• _What the task requires_: Pick each line containing the word "ImportResult" out of the data below.

• _Collected data entries_:
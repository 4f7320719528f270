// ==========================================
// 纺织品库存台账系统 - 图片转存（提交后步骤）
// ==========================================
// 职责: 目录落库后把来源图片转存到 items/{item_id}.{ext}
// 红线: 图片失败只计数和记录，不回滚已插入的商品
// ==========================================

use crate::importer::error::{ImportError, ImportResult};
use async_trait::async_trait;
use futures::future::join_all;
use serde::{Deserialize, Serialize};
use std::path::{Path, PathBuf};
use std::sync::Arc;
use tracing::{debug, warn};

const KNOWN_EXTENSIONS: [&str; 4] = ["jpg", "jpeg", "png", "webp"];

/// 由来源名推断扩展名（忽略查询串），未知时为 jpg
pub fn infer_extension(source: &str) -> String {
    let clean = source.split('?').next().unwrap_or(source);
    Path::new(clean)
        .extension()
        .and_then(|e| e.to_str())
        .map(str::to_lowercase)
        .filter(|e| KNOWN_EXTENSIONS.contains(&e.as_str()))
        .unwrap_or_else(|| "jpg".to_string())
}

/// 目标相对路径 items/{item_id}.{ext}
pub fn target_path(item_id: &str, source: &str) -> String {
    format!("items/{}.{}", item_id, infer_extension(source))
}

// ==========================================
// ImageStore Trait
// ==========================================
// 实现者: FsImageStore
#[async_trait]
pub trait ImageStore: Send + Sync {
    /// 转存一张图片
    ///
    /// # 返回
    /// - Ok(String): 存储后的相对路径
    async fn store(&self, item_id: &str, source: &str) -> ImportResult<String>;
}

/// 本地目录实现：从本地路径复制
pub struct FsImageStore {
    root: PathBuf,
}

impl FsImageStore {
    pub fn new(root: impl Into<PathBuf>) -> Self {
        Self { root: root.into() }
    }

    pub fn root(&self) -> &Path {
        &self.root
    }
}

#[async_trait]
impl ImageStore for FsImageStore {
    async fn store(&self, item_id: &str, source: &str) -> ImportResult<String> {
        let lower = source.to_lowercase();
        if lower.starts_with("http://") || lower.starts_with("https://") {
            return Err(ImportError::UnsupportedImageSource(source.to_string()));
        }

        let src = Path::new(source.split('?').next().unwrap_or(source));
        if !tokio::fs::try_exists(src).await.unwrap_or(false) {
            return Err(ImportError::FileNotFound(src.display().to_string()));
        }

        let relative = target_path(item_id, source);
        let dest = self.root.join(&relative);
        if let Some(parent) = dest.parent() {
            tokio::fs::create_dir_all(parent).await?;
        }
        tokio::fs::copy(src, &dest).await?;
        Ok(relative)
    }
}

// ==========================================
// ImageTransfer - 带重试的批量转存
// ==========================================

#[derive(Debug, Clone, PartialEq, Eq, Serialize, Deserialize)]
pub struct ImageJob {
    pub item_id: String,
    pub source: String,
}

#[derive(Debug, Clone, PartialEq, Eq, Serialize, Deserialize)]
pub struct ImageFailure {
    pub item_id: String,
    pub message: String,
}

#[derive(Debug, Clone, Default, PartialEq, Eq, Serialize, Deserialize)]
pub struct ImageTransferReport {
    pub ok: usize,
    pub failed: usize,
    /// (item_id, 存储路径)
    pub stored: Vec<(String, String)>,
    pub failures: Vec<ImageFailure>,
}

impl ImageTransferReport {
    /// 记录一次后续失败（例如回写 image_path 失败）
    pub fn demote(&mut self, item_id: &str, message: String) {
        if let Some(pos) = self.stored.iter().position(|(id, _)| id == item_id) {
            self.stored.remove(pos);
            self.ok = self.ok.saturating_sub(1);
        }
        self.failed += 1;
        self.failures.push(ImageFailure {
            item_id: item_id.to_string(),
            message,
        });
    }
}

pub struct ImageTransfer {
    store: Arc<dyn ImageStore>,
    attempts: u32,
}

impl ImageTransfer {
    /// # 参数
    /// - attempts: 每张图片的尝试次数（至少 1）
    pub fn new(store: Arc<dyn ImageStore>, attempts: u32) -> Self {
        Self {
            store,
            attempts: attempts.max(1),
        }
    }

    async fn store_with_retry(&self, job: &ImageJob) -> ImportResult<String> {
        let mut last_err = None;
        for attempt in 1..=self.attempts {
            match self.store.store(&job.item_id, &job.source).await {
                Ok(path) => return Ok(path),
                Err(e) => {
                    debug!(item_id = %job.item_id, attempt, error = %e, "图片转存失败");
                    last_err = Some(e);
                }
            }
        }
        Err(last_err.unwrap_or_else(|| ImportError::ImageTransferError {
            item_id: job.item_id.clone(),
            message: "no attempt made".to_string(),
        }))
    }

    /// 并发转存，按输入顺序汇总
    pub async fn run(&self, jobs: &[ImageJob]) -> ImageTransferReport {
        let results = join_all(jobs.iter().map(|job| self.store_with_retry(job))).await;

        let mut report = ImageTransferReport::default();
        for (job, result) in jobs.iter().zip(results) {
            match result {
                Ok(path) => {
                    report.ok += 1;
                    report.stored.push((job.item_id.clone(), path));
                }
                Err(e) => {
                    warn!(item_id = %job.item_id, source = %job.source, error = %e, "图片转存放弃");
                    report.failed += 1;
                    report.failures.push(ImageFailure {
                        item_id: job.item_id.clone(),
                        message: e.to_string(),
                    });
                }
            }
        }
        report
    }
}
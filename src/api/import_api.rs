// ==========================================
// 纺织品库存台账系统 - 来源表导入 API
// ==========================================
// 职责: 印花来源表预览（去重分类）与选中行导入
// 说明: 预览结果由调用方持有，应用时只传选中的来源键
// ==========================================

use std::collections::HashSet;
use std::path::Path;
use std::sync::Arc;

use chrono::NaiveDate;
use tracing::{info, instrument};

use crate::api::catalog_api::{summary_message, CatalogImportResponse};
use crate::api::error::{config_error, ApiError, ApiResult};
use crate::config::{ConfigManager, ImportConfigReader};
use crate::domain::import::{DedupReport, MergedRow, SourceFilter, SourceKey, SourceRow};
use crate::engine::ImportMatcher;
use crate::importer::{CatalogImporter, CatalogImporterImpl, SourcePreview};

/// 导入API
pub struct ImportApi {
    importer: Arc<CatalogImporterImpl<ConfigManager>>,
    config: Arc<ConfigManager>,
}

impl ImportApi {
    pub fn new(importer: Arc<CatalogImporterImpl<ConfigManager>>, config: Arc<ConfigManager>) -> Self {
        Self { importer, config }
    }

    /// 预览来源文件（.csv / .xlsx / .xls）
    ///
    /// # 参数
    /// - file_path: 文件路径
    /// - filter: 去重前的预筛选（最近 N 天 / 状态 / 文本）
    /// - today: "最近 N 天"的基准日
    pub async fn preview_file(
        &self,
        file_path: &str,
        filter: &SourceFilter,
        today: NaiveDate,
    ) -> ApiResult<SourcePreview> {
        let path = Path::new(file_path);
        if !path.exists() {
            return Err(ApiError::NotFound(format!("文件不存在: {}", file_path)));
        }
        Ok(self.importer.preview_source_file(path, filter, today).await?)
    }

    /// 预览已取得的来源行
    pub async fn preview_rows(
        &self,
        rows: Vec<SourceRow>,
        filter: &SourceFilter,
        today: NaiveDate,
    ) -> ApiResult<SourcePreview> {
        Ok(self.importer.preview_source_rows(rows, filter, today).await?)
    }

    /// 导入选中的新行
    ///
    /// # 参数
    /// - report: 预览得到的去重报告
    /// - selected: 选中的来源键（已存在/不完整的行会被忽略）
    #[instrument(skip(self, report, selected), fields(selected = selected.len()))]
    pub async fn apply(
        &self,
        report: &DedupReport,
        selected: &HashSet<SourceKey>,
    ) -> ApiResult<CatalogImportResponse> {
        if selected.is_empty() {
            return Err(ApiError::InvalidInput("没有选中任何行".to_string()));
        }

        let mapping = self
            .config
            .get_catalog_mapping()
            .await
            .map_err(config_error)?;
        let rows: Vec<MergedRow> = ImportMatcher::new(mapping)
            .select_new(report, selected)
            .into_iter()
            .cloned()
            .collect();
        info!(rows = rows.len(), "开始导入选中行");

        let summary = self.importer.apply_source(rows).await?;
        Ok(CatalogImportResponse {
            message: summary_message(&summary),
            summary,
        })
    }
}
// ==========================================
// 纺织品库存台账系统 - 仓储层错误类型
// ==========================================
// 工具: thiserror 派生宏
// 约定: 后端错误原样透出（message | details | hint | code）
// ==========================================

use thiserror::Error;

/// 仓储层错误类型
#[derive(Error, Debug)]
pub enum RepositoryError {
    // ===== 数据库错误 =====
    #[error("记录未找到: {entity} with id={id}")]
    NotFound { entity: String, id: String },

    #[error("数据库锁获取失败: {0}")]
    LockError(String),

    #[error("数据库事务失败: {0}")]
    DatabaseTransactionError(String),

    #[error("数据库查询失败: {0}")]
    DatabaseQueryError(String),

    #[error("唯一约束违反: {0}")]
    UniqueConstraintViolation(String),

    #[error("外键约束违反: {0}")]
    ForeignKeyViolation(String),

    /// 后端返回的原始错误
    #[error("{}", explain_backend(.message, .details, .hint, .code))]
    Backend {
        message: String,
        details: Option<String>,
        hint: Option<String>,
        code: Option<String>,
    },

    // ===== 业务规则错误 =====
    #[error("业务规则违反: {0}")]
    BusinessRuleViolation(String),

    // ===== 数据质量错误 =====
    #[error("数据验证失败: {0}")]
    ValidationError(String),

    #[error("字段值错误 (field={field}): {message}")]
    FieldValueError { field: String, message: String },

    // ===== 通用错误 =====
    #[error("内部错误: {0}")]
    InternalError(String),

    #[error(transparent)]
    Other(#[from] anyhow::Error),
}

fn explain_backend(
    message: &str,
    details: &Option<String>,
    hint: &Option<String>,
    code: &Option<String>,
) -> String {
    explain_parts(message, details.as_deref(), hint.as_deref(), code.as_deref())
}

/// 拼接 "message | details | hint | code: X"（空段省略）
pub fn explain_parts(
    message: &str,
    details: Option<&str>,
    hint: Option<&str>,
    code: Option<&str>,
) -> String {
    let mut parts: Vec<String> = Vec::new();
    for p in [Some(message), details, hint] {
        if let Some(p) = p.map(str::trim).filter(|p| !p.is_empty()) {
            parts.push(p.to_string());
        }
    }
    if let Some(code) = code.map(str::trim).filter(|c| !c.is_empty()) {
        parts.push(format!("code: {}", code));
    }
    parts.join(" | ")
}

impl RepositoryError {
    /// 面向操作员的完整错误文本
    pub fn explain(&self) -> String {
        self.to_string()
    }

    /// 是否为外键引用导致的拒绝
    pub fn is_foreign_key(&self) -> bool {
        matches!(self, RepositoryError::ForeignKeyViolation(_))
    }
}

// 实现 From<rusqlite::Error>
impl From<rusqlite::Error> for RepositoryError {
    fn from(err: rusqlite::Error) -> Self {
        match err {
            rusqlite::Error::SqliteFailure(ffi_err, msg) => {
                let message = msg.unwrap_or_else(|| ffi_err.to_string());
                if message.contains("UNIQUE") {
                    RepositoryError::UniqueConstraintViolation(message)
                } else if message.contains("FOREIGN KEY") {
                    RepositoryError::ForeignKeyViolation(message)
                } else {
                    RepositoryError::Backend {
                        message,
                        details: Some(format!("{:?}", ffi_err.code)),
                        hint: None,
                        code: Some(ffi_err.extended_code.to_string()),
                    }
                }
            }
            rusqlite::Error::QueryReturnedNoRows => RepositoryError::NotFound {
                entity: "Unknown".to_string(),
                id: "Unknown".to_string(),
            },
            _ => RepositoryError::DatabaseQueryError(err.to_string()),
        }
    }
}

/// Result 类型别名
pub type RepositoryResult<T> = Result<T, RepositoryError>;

* * *

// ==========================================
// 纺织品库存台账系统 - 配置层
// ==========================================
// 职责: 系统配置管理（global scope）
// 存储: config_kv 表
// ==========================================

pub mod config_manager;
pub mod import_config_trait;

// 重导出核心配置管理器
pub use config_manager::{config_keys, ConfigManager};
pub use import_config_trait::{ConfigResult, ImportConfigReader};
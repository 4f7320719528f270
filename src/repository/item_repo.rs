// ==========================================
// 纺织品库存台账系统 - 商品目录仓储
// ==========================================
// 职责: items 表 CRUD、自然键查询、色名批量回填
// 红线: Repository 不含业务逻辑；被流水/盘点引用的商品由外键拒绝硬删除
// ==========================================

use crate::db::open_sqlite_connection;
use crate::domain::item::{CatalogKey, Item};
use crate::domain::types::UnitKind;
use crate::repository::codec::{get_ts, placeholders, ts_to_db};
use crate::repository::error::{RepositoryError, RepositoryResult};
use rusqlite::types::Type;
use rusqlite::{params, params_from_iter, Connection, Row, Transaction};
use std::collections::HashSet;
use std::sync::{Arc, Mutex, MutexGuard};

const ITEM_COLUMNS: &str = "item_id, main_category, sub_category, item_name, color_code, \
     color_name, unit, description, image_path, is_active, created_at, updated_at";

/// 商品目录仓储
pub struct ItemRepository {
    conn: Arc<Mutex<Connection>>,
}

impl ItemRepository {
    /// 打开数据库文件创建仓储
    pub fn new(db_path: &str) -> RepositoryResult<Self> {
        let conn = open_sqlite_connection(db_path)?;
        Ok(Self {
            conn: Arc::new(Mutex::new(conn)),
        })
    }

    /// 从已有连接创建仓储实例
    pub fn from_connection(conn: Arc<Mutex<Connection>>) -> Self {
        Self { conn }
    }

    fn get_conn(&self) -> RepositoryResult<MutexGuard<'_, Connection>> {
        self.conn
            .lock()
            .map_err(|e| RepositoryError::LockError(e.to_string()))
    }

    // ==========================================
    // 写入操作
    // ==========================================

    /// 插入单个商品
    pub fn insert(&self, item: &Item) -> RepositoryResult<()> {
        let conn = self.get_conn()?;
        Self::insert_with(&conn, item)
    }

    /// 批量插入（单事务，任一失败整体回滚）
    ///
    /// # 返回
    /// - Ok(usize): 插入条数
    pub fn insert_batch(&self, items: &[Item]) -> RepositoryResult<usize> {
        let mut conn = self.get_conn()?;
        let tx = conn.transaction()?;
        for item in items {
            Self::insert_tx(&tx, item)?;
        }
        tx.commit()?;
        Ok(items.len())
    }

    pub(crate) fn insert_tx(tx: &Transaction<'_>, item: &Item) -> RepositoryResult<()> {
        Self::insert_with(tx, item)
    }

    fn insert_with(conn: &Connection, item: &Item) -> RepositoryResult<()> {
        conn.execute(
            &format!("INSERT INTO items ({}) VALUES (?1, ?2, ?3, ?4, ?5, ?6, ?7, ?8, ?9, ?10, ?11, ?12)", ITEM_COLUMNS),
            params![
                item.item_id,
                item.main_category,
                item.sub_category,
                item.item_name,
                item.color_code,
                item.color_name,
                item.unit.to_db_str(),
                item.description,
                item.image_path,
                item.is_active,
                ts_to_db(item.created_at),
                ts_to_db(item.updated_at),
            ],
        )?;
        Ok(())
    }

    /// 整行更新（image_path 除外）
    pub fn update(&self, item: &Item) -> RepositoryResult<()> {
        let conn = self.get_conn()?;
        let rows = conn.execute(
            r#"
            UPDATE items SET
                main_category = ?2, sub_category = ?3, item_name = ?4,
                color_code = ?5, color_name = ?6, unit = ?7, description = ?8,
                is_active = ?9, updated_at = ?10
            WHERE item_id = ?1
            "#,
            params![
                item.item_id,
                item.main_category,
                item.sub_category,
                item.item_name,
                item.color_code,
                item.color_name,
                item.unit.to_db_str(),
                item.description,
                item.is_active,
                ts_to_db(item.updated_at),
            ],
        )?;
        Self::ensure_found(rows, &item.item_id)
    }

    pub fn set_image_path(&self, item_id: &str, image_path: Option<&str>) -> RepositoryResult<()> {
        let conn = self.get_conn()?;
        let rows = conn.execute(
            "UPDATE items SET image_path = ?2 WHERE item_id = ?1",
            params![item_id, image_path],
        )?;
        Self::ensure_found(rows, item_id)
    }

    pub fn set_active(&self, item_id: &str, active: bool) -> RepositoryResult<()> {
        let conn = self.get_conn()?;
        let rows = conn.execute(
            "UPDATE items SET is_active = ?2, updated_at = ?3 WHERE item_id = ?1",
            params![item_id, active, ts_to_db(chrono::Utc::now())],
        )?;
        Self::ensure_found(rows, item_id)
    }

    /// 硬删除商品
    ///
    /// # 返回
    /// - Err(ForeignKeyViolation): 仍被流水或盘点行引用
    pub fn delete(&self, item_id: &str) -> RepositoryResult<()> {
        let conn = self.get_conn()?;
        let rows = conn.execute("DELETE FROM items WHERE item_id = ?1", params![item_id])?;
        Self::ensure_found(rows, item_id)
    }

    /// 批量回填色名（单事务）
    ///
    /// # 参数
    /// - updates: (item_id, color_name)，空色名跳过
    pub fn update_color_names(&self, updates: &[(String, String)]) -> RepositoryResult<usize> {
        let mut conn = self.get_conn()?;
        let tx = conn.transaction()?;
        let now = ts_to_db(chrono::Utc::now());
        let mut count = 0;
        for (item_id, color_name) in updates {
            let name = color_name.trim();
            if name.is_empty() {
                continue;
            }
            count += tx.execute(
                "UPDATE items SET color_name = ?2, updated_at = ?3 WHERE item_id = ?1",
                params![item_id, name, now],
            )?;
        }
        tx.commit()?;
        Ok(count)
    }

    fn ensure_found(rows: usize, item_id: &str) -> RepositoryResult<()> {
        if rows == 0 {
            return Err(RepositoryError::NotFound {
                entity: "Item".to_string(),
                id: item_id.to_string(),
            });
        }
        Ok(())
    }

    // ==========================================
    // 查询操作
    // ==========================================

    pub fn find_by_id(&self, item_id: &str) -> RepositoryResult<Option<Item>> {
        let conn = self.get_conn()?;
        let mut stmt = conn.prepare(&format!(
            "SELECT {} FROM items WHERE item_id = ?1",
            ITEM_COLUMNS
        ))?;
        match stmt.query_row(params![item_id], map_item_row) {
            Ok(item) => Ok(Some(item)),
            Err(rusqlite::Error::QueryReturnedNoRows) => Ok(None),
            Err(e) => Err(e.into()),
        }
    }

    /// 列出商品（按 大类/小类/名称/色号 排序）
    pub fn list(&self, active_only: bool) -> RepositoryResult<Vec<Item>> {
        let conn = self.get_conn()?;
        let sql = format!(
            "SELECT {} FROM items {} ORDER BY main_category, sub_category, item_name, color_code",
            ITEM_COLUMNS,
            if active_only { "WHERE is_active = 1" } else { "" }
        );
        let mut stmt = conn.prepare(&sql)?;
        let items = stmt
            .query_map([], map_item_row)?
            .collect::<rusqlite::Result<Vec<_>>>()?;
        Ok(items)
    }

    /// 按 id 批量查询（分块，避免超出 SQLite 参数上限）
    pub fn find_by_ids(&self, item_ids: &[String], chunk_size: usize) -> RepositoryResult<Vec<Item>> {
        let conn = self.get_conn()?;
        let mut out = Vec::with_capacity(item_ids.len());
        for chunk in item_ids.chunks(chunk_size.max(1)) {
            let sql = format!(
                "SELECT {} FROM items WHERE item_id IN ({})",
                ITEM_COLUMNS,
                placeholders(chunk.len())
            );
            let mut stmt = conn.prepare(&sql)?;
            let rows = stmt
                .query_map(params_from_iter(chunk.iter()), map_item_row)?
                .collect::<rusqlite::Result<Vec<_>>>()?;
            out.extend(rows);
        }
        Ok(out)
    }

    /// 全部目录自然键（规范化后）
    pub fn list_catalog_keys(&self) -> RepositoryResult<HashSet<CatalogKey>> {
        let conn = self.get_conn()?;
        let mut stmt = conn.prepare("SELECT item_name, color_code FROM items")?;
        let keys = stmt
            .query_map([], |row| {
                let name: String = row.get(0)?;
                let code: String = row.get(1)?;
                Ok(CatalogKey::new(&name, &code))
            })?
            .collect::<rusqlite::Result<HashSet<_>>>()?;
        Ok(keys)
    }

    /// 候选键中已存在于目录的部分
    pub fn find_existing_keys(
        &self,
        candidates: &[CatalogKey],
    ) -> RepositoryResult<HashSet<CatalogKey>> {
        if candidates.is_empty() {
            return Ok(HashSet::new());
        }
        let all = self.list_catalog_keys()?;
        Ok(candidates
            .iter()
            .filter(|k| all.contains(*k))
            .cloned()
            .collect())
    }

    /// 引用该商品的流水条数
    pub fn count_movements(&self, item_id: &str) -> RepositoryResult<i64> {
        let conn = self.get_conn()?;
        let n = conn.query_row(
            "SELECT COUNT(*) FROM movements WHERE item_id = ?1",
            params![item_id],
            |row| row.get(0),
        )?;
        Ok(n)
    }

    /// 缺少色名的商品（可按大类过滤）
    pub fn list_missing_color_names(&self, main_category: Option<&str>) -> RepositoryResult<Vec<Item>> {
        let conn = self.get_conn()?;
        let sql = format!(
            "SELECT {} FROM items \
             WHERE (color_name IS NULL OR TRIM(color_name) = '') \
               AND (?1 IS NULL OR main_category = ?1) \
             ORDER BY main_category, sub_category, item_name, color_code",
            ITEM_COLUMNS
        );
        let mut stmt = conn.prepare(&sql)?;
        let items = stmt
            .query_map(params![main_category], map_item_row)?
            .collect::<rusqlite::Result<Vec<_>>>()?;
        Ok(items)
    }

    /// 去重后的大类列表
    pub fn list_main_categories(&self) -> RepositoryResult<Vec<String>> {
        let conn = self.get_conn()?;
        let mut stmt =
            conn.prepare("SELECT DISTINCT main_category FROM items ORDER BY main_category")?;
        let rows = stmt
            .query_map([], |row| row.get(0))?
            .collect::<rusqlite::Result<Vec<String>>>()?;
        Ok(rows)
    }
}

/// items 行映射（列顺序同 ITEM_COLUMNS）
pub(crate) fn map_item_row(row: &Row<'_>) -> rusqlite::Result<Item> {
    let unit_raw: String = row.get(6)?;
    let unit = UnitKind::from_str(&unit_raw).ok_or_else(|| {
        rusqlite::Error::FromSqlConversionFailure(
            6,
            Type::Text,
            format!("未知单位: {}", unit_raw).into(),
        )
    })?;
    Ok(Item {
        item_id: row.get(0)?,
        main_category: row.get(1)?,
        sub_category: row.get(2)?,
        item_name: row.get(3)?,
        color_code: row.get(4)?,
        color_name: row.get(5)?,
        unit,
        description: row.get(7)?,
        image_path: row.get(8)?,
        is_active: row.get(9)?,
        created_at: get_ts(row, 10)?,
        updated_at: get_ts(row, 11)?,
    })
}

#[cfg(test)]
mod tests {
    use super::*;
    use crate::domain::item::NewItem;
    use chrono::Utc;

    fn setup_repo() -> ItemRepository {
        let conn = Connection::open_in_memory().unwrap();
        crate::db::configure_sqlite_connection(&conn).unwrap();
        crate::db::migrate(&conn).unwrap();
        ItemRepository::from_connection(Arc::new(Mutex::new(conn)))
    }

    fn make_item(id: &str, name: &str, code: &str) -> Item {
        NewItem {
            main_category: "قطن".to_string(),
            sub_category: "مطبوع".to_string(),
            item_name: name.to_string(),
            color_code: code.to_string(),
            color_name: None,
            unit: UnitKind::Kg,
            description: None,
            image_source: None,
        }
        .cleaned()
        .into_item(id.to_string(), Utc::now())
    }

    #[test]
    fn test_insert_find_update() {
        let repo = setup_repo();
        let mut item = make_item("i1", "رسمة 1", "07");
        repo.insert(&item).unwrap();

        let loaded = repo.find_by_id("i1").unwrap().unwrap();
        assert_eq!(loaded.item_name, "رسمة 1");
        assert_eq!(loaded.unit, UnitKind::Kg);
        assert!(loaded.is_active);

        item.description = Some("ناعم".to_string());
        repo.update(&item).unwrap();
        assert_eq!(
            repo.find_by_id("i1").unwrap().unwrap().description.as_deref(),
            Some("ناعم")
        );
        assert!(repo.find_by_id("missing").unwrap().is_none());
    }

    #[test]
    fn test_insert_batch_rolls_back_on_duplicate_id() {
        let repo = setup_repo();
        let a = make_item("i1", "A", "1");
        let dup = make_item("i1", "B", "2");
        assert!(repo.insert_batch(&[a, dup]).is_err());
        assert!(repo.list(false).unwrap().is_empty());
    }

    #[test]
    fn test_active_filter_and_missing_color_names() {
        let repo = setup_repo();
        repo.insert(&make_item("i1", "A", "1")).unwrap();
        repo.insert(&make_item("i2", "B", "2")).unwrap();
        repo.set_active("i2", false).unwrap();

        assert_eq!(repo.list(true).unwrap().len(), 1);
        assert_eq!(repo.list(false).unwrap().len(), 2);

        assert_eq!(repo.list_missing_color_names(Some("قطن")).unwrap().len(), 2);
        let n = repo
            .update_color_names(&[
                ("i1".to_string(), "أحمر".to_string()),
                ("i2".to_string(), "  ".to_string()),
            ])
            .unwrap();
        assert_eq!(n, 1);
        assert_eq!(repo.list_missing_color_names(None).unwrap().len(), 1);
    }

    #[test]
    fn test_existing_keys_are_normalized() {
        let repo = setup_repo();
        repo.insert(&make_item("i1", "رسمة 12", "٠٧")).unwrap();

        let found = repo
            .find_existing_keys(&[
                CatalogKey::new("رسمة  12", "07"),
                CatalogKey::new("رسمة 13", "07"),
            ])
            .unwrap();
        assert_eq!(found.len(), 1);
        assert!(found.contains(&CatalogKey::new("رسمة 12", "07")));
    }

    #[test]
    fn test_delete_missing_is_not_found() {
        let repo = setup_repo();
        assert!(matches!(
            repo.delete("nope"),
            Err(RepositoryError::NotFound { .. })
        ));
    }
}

• _Result_:
use crate::importer::error::{ImportError, ImportResult};
    async fn store(&self, item_id: &str, source: &str) -> ImportResult<String>;
    async fn store(&self, item_id: &str, source: &str) -> ImportResult<String> {
    async fn store_with_retry(&self, job: &ImageJob) -> ImportResult<String> {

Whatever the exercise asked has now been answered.